Task item —
For the entries that follow, tally the lines holding the string "Check". Give the total and nothing else.

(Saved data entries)
=======

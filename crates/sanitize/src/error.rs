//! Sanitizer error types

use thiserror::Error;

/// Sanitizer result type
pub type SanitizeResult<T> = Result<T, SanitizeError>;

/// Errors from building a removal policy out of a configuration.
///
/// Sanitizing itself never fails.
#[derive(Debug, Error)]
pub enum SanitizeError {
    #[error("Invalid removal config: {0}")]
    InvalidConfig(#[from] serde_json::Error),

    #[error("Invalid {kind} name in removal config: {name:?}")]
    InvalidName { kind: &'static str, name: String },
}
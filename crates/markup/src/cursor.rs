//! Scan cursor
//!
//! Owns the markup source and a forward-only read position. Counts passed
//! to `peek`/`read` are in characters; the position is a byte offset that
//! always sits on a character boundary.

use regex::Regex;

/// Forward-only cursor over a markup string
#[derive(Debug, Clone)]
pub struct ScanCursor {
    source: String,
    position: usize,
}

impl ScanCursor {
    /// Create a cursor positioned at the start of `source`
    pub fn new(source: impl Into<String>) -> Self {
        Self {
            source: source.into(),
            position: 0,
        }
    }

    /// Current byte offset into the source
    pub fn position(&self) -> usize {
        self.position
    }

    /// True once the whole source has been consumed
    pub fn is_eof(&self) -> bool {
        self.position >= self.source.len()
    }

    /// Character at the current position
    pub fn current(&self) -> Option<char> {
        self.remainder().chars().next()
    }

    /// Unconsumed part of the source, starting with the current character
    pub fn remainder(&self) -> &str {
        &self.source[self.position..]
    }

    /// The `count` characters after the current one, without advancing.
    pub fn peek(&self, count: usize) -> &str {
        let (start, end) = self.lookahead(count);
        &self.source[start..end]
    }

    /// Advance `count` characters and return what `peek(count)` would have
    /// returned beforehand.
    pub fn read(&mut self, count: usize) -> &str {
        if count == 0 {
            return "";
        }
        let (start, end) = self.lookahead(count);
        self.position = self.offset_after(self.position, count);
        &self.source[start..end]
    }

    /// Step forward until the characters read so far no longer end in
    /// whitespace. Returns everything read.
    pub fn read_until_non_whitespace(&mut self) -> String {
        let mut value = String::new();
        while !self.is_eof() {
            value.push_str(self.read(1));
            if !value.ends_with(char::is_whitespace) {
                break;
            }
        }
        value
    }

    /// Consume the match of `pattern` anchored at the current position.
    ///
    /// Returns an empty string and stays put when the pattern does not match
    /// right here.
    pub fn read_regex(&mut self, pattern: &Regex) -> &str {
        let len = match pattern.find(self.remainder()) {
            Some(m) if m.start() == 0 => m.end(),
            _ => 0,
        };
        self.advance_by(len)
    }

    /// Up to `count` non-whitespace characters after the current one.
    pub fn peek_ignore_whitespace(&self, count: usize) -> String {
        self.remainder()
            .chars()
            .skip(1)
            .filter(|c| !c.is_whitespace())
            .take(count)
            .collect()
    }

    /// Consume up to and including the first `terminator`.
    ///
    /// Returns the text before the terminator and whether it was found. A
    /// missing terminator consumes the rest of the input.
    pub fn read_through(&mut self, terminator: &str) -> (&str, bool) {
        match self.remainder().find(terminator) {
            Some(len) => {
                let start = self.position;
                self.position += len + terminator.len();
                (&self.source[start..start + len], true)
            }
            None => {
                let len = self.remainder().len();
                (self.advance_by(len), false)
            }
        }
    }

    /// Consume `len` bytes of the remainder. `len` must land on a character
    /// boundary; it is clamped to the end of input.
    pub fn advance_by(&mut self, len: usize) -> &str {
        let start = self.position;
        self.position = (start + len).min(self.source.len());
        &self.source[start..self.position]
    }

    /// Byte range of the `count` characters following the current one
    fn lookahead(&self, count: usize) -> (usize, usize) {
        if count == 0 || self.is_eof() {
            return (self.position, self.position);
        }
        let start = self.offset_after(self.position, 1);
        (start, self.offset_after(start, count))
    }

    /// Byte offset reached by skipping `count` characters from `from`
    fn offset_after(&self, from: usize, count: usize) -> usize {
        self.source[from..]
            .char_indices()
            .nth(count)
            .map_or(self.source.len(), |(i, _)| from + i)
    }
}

=======

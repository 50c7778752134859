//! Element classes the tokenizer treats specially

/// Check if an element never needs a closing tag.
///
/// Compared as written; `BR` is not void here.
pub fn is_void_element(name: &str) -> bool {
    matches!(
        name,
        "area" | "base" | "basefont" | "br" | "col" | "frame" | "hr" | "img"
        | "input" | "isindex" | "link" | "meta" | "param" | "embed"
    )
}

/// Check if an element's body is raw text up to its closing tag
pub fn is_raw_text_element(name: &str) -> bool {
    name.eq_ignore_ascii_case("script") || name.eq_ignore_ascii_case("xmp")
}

=======

Final answer —
2